Ce sont eux qui prirent souvent l’initiative
des exhumations et installèrent eux-mêmes
plaques et stèles.
Il fallut attendre le début des années 80
pour que la société civile mais aussi la recherche scientifique manifestent un intérêt pour l’histoire des camps annexes de
Natzweiler et la mémoire des victimes. Dès
le début ce travail de documentation et de
sensibilisation sur les crimes commis associa
une réflexion sur la nécessité de la responsabilité individuelle pour éviter la répétition
de telles atrocités.
Ces efforts suscitèrent parfois critiques
voire rejets de la part des habitants, relève
Brenneisen : « L’existence d’un camp de
concentration à proximité fut plus d’une fois
mise en doute ou banalisée par la comparaison avec d’autres dictatures. Les militants
des mémoriaux furent diffamés comme extrémistes de gauche ou accusés de cracher
dans la soupe, de chercher à stigmatiser la
population en créant un mémorial. Mais ce
sont justement ces conflits qui provoquèrent
une évolution dans la connaissance de l’histoire nazie locale, car ils représentaient une
confrontation de la société au sens propre
du terme avec les crimes commis à l’endroit
même, ils ancrèrent les thèmes du travail
forcé et de la détention en camp de concentration dans la conscience collective et encouragèrent la formation de cultures de la
mémoire locales. »
Traduction et synthèse :
Irène Michine
13
Un pont était jeté
par delà la frontière
Sibylle Thelen, de la Landeszentrale für
politische Bildung du Bade-Wurtemberg
(Centrale pour la formation civique),
a d’abord présenté au colloque cette
institution du Land, qui a pour mission
d’encourager la formation civique
des citoyens et leur engagement
démocratique, en particulier auprès
des jeunes et des enseignants.

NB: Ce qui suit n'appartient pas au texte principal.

//! Typed queries over the parsed configuration tree.
//!
//! The parser (a separate component) hands us a flat buffer of entries.
//! Values in the same scope are chained through relative `next_in_scope`
//! offsets (0 means last); objects and loadable-entry markers point at their
//! first child. Queries walk those chains.
//!
//! Missing mandatory keys, duplicate keys that must be unique, and values of
//! an unexpected type all abort the load with a message naming the key.

use core::fmt;
use core::ops::BitOr;

#[derive(Clone, Copy, Debug, Eq, PartialEq)]
pub enum Value<'a> {
    Null,
    Boolean(bool),
    Unsigned(u64),
    Signed(i64),
    Str(&'a str),
    Object(Scope),
}

impl Value<'_> {
    pub fn kind(&self) -> ValueKind {
        match self {
            Value::Null => ValueKind::Null,
            Value::Boolean(_) => ValueKind::Boolean,
            Value::Unsigned(_) => ValueKind::Unsigned,
            Value::Signed(_) => ValueKind::Signed,
            Value::Str(_) => ValueKind::Str,
            Value::Object(_) => ValueKind::Object,
        }
    }
}

#[derive(Clone, Copy, Debug, Eq, PartialEq)]
pub enum ValueKind {
    Null,
    Boolean,
    Unsigned,
    Signed,
    Str,
    Object,
}

impl fmt::Display for ValueKind {
    fn fmt(&self, f: &mut fmt::Formatter<'_>) -> fmt::Result {
        let name = match self {
            ValueKind::Null => "Null",
            ValueKind::Boolean => "Boolean",
            ValueKind::Unsigned => "Unsigned Integer",
            ValueKind::Signed => "Signed Integer",
            ValueKind::Str => "String",
            ValueKind::Object => "Object",
        };
        f.write_str(name)
    }
}

/// OR-able set of [`ValueKind`]s a query accepts.
#[derive(Clone, Copy, Debug, Eq, PartialEq)]
pub struct TypeMask(u8);

impl TypeMask {
    pub const NULL: TypeMask = TypeMask(1 << 0);
    pub const BOOLEAN: TypeMask = TypeMask(1 << 1);
    pub const UNSIGNED: TypeMask = TypeMask(1 << 2);
    pub const SIGNED: TypeMask = TypeMask(1 << 3);
    pub const STRING: TypeMask = TypeMask(1 << 4);
    pub const OBJECT: TypeMask = TypeMask(1 << 5);
    pub const ANY: TypeMask = TypeMask(0x3F);

    pub fn contains(self, kind: ValueKind) -> bool {
        let bit = match kind {
            ValueKind::Null => Self::NULL,
            ValueKind::Boolean => Self::BOOLEAN,
            ValueKind::Unsigned => Self::UNSIGNED,
            ValueKind::Signed => Self::SIGNED,
            ValueKind::Str => Self::STRING,
            ValueKind::Object => Self::OBJECT,
        };
        self.0 & bit.0 != 0
    }
}

impl BitOr for TypeMask {
    type Output = TypeMask;

    fn bitor(self, rhs: TypeMask) -> TypeMask {
        TypeMask(self.0 | rhs.0)
    }
}

impl fmt::Display for TypeMask {
    fn fmt(&self, f: &mut fmt::Formatter<'_>) -> fmt::Result {
        let all = [
            (Self::NULL, ValueKind::Null),
            (Self::BOOLEAN, ValueKind::Boolean),
            (Self::UNSIGNED, ValueKind::Unsigned),
            (Self::SIGNED, ValueKind::Signed),
            (Self::STRING, ValueKind::Str),
            (Self::OBJECT, ValueKind::Object),
        ];

        let mut first = true;
        for (bit, kind) in all {
            if self.0 & bit.0 == 0 {
                continue;
            }

            if !first {
                f.write_str(" or ")?;
            }
            write!(f, "{kind}")?;
            first = false;
        }

        Ok(())
    }
}

/// First entry of a scope, or empty.
#[derive(Clone, Copy, Debug, Eq, PartialEq)]
pub struct Scope(pub Option<u32>);

impl Scope {
    pub const fn empty() -> Scope {
        Scope(None)
    }
}

/// One slot of the parser's flat output buffer.
#[derive(Clone, Copy)]
pub struct Entry<'a> {
    pub key: &'a str,
    pub kind: EntryKind<'a>,
    /// Relative offset to the next entry in the same scope; 0 means last.
    pub next_in_scope: u32,
}

#[derive(Clone, Copy)]
pub enum EntryKind<'a> {
    Value(Value<'a>),
    Loadable {
        first_child: Option<u32>,
        next_loadable: Option<u32>,
    },
}

/// A named block describing one bootable target.
#[derive(Clone, Copy)]
pub struct LoadableEntry<'a> {
    pub name: &'a str,
    pub scope: Scope,
}

/// A value found by a query. Keeps its position so repeated keys can be
/// walked with [`Config::next_matching`].
#[derive(Clone, Copy)]
pub struct ValueRef<'a> {
    pub key: &'a str,
    pub value: Value<'a>,
    index: u32,
}

pub struct Config<'a> {
    entries: &'a [Entry<'a>],
    root: Scope,
    first_loadable: Option<u32>,
}

impl<'a> Config<'a> {
    pub fn new(entries: &'a [Entry<'a>], root: Scope, first_loadable: Option<u32>) -> Self {
        Config {
            entries,
            root,
            first_loadable,
        }
    }

    pub fn root_scope(&self) -> Scope {
        self.root
    }

    pub fn first_loadable_entry(&self) -> Option<LoadableEntry<'a>> {
        self.first_loadable.map(|index| self.loadable_at(index))
    }

    pub fn loadable_entry(&self, name: &str) -> Option<LoadableEntry<'a>> {
        let mut index = self.first_loadable;

        while let Some(i) = index {
            let entry = &self.entries[i as usize];
            let EntryKind::Loadable { next_loadable, .. } = entry.kind else {
                panic!("config entry {i} is not a loadable entry");
            };

            if entry.key == name {
                return Some(self.loadable_at(i));
            }

            index = next_loadable;
        }

        None
    }

    fn loadable_at(&self, index: u32) -> LoadableEntry<'a> {
        let entry = &self.entries[index as usize];
        let EntryKind::Loadable { first_child, .. } = entry.kind else {
            panic!("config entry {index} is not a loadable entry");
        };

        LoadableEntry {
            name: entry.key,
            scope: Scope(first_child),
        }
    }

    fn next_index(&self, index: u32) -> Option<u32> {
        let offset = self.entries[index as usize].next_in_scope;
        (offset != 0).then(|| index + offset)
    }

    fn find(
        &self,
        scope: Scope,
        key: &str,
        mask: TypeMask,
        must_be_unique: bool,
    ) -> Option<ValueRef<'a>> {
        let mut index = scope.0;
        let mut found: Option<ValueRef<'a>> = None;

        while let Some(i) = index {
            let entry = &self.entries[i as usize];
            index = self.next_index(i);

            let EntryKind::Value(value) = entry.kind else {
                continue;
            };

            if entry.key != key {
                continue;
            }

            if found.is_some() {
                if must_be_unique {
                    panic!("expected key \"{key}\" to be unique");
                }
                break;
            }

            found = Some(ValueRef {
                key: entry.key,
                value,
                index: i,
            });

            if !must_be_unique {
                break;
            }
        }

        let found = found?;
        if !mask.contains(found.value.kind()) {
            panic!(
                "unexpected type for \"{key}\"! expected: {mask}, got: {}",
                found.value.kind()
            );
        }

        Some(found)
    }

    /// Looks `key` up in `scope`; a second occurrence is a configuration
    /// error.
    pub fn get(&self, scope: Scope, key: &str, mask: TypeMask) -> Option<ValueRef<'a>> {
        self.find(scope, key, mask, true)
    }

    /// Looks the first occurrence of `key` up in `scope`; repeats are
    /// allowed and reachable through [`Config::next_matching`].
    pub fn get_first(&self, scope: Scope, key: &str, mask: TypeMask) -> Option<ValueRef<'a>> {
        self.find(scope, key, mask, false)
    }

    pub fn get_mandatory(&self, scope: Scope, key: &str, mask: TypeMask) -> ValueRef<'a> {
        match self.get(scope, key, mask) {
            Some(value) => value,
            None => panic!("couldn't find mandatory key \"{key}\" in the config file"),
        }
    }

    pub fn get_bool(&self, scope: Scope, key: &str) -> Option<bool> {
        self.get(scope, key, TypeMask::BOOLEAN).map(|v| match v.value {
            Value::Boolean(b) => b,
            _ => unreachable!(),
        })
    }

    pub fn get_unsigned(&self, scope: Scope, key: &str) -> Option<u64> {
        self.get(scope, key, TypeMask::UNSIGNED).map(|v| match v.value {
            Value::Unsigned(u) => u,
            _ => unreachable!(),
        })
    }

    pub fn get_string(&self, scope: Scope, key: &str) -> Option<&'a str> {
        self.get(scope, key, TypeMask::STRING).map(|v| match v.value {
            Value::Str(s) => s,
            _ => unreachable!(),
        })
    }

    pub fn mandatory_string(&self, scope: Scope, key: &str) -> &'a str {
        match self.get_mandatory(scope, key, TypeMask::STRING).value {
            Value::Str(s) => s,
            _ => unreachable!(),
        }
    }

    /// Next occurrence of `current`'s key within the same scope. A repeat
    /// whose type falls outside `mask` is a configuration error.
    pub fn next_matching(&self, current: &ValueRef<'a>, mask: TypeMask) -> Option<ValueRef<'a>> {
        let mut index = self.next_index(current.index);

        while let Some(i) = index {
            let entry = &self.entries[i as usize];
            index = self.next_index(i);

            let EntryKind::Value(value) = entry.kind else {
                continue;
            };

            if entry.key != current.key {
                continue;
            }

            if !mask.contains(value.kind()) {
                panic!(
                    "unexpected type for \"{}\"! expected: {mask}, got: {}",
                    entry.key,
                    value.kind()
                );
            }

            return Some(ValueRef {
                key: entry.key,
                value,
                index: i,
            });
        }

        None
    }
}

Une telle
institution existe dans pratiquement
chaque Land ainsi qu’au niveau fédéral.
Dans tous ces organismes qui œuvrent
indépendamment des partis politiques,
le travail de mémoire joue un rôle
important et est lié à la lutte contre le
racisme, l’antisémitisme et l’extrémisme.

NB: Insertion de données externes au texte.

//! Interfaces the firmware backends implement.
//!
//! All methods take `&self`; the single-threaded backends keep whatever
//! internal state they need behind their own interior mutability, the same
//! contract UEFI boot services expose.

use shared::addr::PhysAddr;
use shared::protocol::{Framebuffer, MemoryMapEntry};

/// Opaque token describing one state of the firmware memory map. Every
/// allocation or free advances it, invalidating prior snapshots.
pub type MapKey = usize;

/// Rewrites one native memory-map entry into its boot-protocol form while it
/// is being copied out.
pub type EntryConvert = fn(&mut MemoryMapEntry);

pub trait MemoryServices {
    /// Allocates `count` pages below `upper_limit`, top-down, tagged `kind`.
    fn allocate_pages(&self, count: u64, upper_limit: u64, kind: u32) -> Option<PhysAddr>;

    /// Allocates `count` pages at exactly `address`, tagged `kind`.
    fn allocate_pages_at(&self, address: PhysAddr, count: u64, kind: u32) -> Option<PhysAddr>;

    fn free_pages(&self, address: PhysAddr, count: u64);

    /// Copies the current memory map into `dst`, `stride` bytes per entry,
    /// running each entry through `convert` first. Returns the total entry
    /// count. With `capacity` 0 this is a pure probe: nothing is written.
    /// `out_key` receives the current map key only when every entry fit.
    fn copy_map(
        &self,
        dst: *mut u8,
        capacity: usize,
        stride: usize,
        convert: Option<EntryConvert>,
        out_key: &mut MapKey,
    ) -> usize;

    /// Seals the memory map and releases firmware ownership of the machine.
    /// Fails if `key` does not describe the current map state.
    fn handover(&self, key: MapKey) -> bool;

    /// Where a physical address is visible in the loader's own address
    /// space. Identity on the firmware backends.
    fn phys_to_virt(&self, address: PhysAddr) -> *mut u8;
}

#[derive(Clone, Copy, Debug, Eq, PartialEq)]
pub struct Resolution {
    pub width: u32,
    pub height: u32,
}

#[derive(Clone, Copy, Debug, Eq, PartialEq)]
pub struct VideoMode {
    pub id: u32,
    pub width: u32,
    pub height: u32,
    pub bpp: u32,
}

pub trait VideoServices {
    /// Native resolution of the attached display, if the firmware knows it.
    fn query_resolution(&self) -> Option<Resolution>;

    fn modes(&self) -> &[VideoMode];

    /// Applies a mode from [`VideoServices::modes`]. Legacy text output may
    /// stop working after this succeeds.
    fn set_mode(&self, id: u32) -> Option<Framebuffer>;
}

#[derive(Clone, Copy, Debug, Eq, PartialEq)]
pub enum Platform {
    Bios,
    Uefi,
}

pub trait PlatformServices {
    fn provider(&self) -> Platform;

    /// 16-byte aligned address of the ACPI RSDP structure.
    fn find_rsdp(&self) -> Option<u64>;

    fn cpu_has_long_mode(&self) -> bool {
        cpuid_long_mode()
    }
}

#[cfg(target_arch = "x86_64")]
fn cpuid_long_mode() -> bool {
    let max_extended = unsafe { core::arch::x86_64::__cpuid(0x8000_0000) }.eax;
    if max_extended < 0x8000_0001 {
        return false;
    }

    let features = unsafe { core::arch::x86_64::__cpuid(0x8000_0001) };
    features.edx & (1 << 29) != 0
}

#[cfg(not(target_arch = "x86_64"))]
fn cpuid_long_mode() -> bool {
    false
}

/// The full set of firmware services the load path runs against.
pub struct Services<'a> {
    pub memory: &'a dyn MemoryServices,
    pub video: &'a dyn VideoServices,
    pub platform: &'a dyn PlatformServices,
}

Il était donc cohérent que la
Landeszentrale se rapproche du réseau
des mémoriaux des camps extérieurs
de Natzweiler et soutienne leurs activités de recherche, de documentation et
­pédagogiques.
Il était tout aussi cohérent qu’ensemble
ils nouent des liens avec le mémorial du
camp central de Natzweiler-Struthof,
en Alsace. Les premiers contacts avec
les Français eurent lieu à la fin des années 1990 seulement, et les rapports
personnels qui s’établirent alors furent
décisifs en la matière, souligne Sibylle
Thelen : « Konrad Pflug, qui avait créé
le service Travail des mémoriaux à la
Landeszentrale, fit la connaissance de
l’historien Maurice Voutey, qui fut luimême déporté dans plusieurs camps
extérieurs de Natzweiler (1). Puis vint la
rencontre avec le journaliste Jean-Pierre
Vittori qui travaillait à la réalisation d’un
« Historial européen » [futur Centre européen du résistant déporté, CERD] sur
le site du Struthof »… Suivirent d’autres
visiteurs français, les échanges s’intensifièrent… « Un pont était jeté par delà
la frontière », se réjouit Sibylle Thelen.

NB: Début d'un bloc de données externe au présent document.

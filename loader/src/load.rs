//! Drives one complete handover: kernel, modules, address space, stack,
//! video, boot information, jump.

use log::info;

use shared::addr::{page_count, PAGE_SIZE};
use shared::protocol::{MEMORY_KERNEL_STACK, PLATFORM_BIOS, PLATFORM_UEFI};

use crate::allocator::{allocate_critical_pages_at, allocate_critical_pages_with_kind};
use crate::attributes::{build_attribute_array, AttributeArraySpec, KernelLocation};
use crate::binary::{binary_options_from_config, load_kernel, Bitness};
use crate::config::{Config, LoadableEntry, Scope, TypeMask, Value};
use crate::fs::FsTable;
use crate::modules::{load_module, ModuleArray};
use crate::paging::build_kernel_address_space;
use crate::services::{MemoryServices, Platform, Services};
use crate::video::set_video_mode;
use crate::{DIRECT_MAP_BASE, HIGHER_HALF_BASE};

/// Everything the trampoline needs to start the kernel.
#[derive(Clone, Copy, Debug)]
pub struct LaunchPlan {
    pub bitness: Bitness,
    pub entrypoint: u64,
    pub stack_address: u64,
    pub page_table_root: u64,
    pub attribute_array_address: u64,
}

/// Picks the entry named by the global `default-entry` key, falling back to
/// the first one in the file.
pub fn pick_loadable_entry<'a>(cfg: &Config<'a>) -> LoadableEntry<'a> {
    match cfg.get_string(cfg.root_scope(), "default-entry") {
        Some(name) => cfg
            .loadable_entry(name)
            .unwrap_or_else(|| panic!("no loadable entry called \"{name}\"")),
        None => cfg
            .first_loadable_entry()
            .unwrap_or_else(|| panic!("configuration file must contain at least one loadable entry")),
    }
}

/// Allocates the kernel stack per the `stack` key and returns its top.
fn pick_stack(cfg: &Config<'_>, scope: Scope, ms: &dyn MemoryServices) -> u64 {
    let mut address: Option<u64> = None;
    let mut size: u64 = 16 * 1024;

    match cfg.get(scope, "stack", TypeMask::STRING | TypeMask::OBJECT) {
        Some(value) => match value.value {
            Value::Str("auto") => {}
            Value::Str(other) => panic!("invalid value for \"stack\": \"{other}\""),
            Value::Object(object) => {
                match cfg.get(object, "allocate-at", TypeMask::STRING | TypeMask::UNSIGNED) {
                    Some(at) => match at.value {
                        Value::Str("anywhere") => {}
                        Value::Str(other) => {
                            panic!("invalid value for \"allocate-at\": \"{other}\"")
                        }
                        Value::Unsigned(fixed) => address = Some(fixed),
                        _ => unreachable!(),
                    },
                    None => {}
                }

                match cfg.get(object, "size", TypeMask::STRING | TypeMask::UNSIGNED) {
                    Some(requested) => match requested.value {
                        Value::Str("auto") => {}
                        Value::Str(other) => panic!("invalid value for \"size\": \"{other}\""),
                        Value::Unsigned(bytes) => size = bytes,
                        _ => unreachable!(),
                    },
                    None => {}
                }
            }
            _ => unreachable!(),
        },
        None => {}
    }

    let pages = page_count(size).max(1);

    let base = match address {
        Some(fixed) => allocate_critical_pages_at(
            ms,
            shared::addr::PhysAddr::new(fixed),
            pages,
            MEMORY_KERNEL_STACK,
        ),
        None => allocate_critical_pages_with_kind(ms, pages, MEMORY_KERNEL_STACK),
    };

    base.as_u64() + pages * PAGE_SIZE
}

/// Runs the whole load sequence and returns the plan for the final jump.
///
/// Order matters throughout: the video mode goes last among the things that
/// may still log through the firmware console, the attribute array seals the
/// memory map, and nothing may allocate after it does.
pub fn load<'a>(
    cfg: &Config<'a>,
    entry: &LoadableEntry<'a>,
    services: &Services<'_>,
    fs_table: &FsTable<'_>,
) -> LaunchPlan {
    let ms = services.memory;

    info!("loading entry \"{}\"", entry.name);

    let options = binary_options_from_config(cfg, entry);
    let fs_entry = fs_table
        .by_full_path(&options.path)
        .unwrap_or_else(|| panic!("no filesystem for the configured binary path"));

    let kernel = load_kernel(
        fs_entry.fs,
        options.path.path_within_partition,
        options.allocate_anywhere,
        services,
    );
    let is_higher_half = kernel.entrypoint >= HIGHER_HALF_BASE;

    let cmdline = cfg.get_string(entry.scope, "cmdline");

    let mut modules = ModuleArray::new(ms);
    let module_mask = TypeMask::STRING | TypeMask::OBJECT;
    let mut unnamed_count = 0;
    let mut module_value = cfg.get_first(entry.scope, "module", module_mask);
    while let Some(value) = module_value {
        modules.push(load_module(cfg, &value, fs_table, ms, &mut unnamed_count));
        module_value = cfg.next_matching(&value, module_mask);
    }

    let page_table_root = build_kernel_address_space(ms, &kernel);
    let mut stack_address = pick_stack(cfg, entry.scope, ms);

    let acpi_rsdp_address = services.platform.find_rsdp().unwrap_or(0);

    // Applied last among the allocating steps: once the mode switches, the
    // legacy console may be gone.
    let mut framebuffer = set_video_mode(cfg, entry.scope, services.video);

    if is_higher_half {
        // The kernel reads loader-placed structures through its direct map.
        if let Some(framebuffer) = framebuffer.as_mut() {
            framebuffer.physical_address += DIRECT_MAP_BASE;
        }
    }

    let spec = AttributeArraySpec {
        kernel: &kernel,
        location: KernelLocation::new(fs_entry, options.path.path_within_partition),
        framebuffer,
        cmdline,
        modules_base: modules.base(),
        module_count: modules.count(),
        acpi_rsdp_address,
    };

    let platform_type = match services.platform.provider() {
        Platform::Bios => PLATFORM_BIOS,
        Platform::Uefi => PLATFORM_UEFI,
    };

    // No allocation may happen between here and the jump: the memory map is
    // now stored inside the attribute array.
    let handover = build_attribute_array(&spec, platform_type, ms);
    if !ms.handover(handover.memory_map_handover_key) {
        panic!("memory map handover was rejected");
    }

    let mut attribute_array_address = handover.attribute_array_address;
    if is_higher_half {
        stack_address += DIRECT_MAP_BASE;
        attribute_array_address += DIRECT_MAP_BASE;
    }

    LaunchPlan {
        bitness: kernel.bitness,
        entrypoint: kernel.entrypoint,
        stack_address,
        page_table_root,
        attribute_array_address,
    }
}

#[cfg(target_os = "none")]
extern "C" {
    fn kernel_handover32(entrypoint: u32, esp: u32, arg0: u32, arg1: u32) -> !;
    fn kernel_handover64(entrypoint: u64, rsp: u64, cr3: u64, arg0: u64, arg1: u64) -> !;
}

/// Jumps to the kernel. The trampolines live in platform assembly.
#[cfg(target_os = "none")]
pub fn dispatch(plan: &LaunchPlan) -> ! {
    match plan.bitness {
        Bitness::Bits32 => unsafe {
            kernel_handover32(
                plan.entrypoint as u32,
                plan.stack_address as u32,
                plan.attribute_array_address as u32,
                shared::protocol::MAGIC32,
            )
        },
        Bitness::Bits64 => unsafe {
            kernel_handover64(
                plan.entrypoint,
                plan.stack_address,
                plan.page_table_root,
                plan.attribute_array_address,
                shared::protocol::MAGIC64,
            )
        },
    }
}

Des réunions plus formelles furent organisées, notamment entre les historiens allemands et leurs homologues
français, tels Pierre Ayçoberry et Robert
Steegmann (auteur d’une thèse sur le
camp et la « nébuleuse » des 70 camps
extérieurs). Des projets communs virent
le jour, qui prirent un nouvel élan après
l’inauguration du CERD en 2005 puis la
signature en 2011 d’une convention de
partenariat scientifique et culturel entre
le CERD, les mémoriaux de Neckarelz et la
Landeszentrale.
Dernière réalisation commune en date
et gros succès depuis 2014, l’exposition
bilingue « Bientôt la liberté nous
­reviendra  », sur la « double fin » du camp
de Natzweiler, a été montrée jusqu’à
présent dans plus de 40 lieux.
Un partenariat et des liens d’amitié qui
se renforcent au profit d’une « culture
européenne de la mémoire », une
culture qui ne va cependant pas de
soi, relève Sibylle Thelen mais qui se
construit par le débat, le travail et des
échanges permanents.
(1) Rappelons que le remarquable
témoignage de Maurice Voutey : Prisonnier
de l’invraisemblable ou l’Extravagance du
rêve. Quatre saisons à Dachau et dans les
camps du Neckar (L’Armançon, 1995),
est en vente à la FNDIRP (19,50 € + port).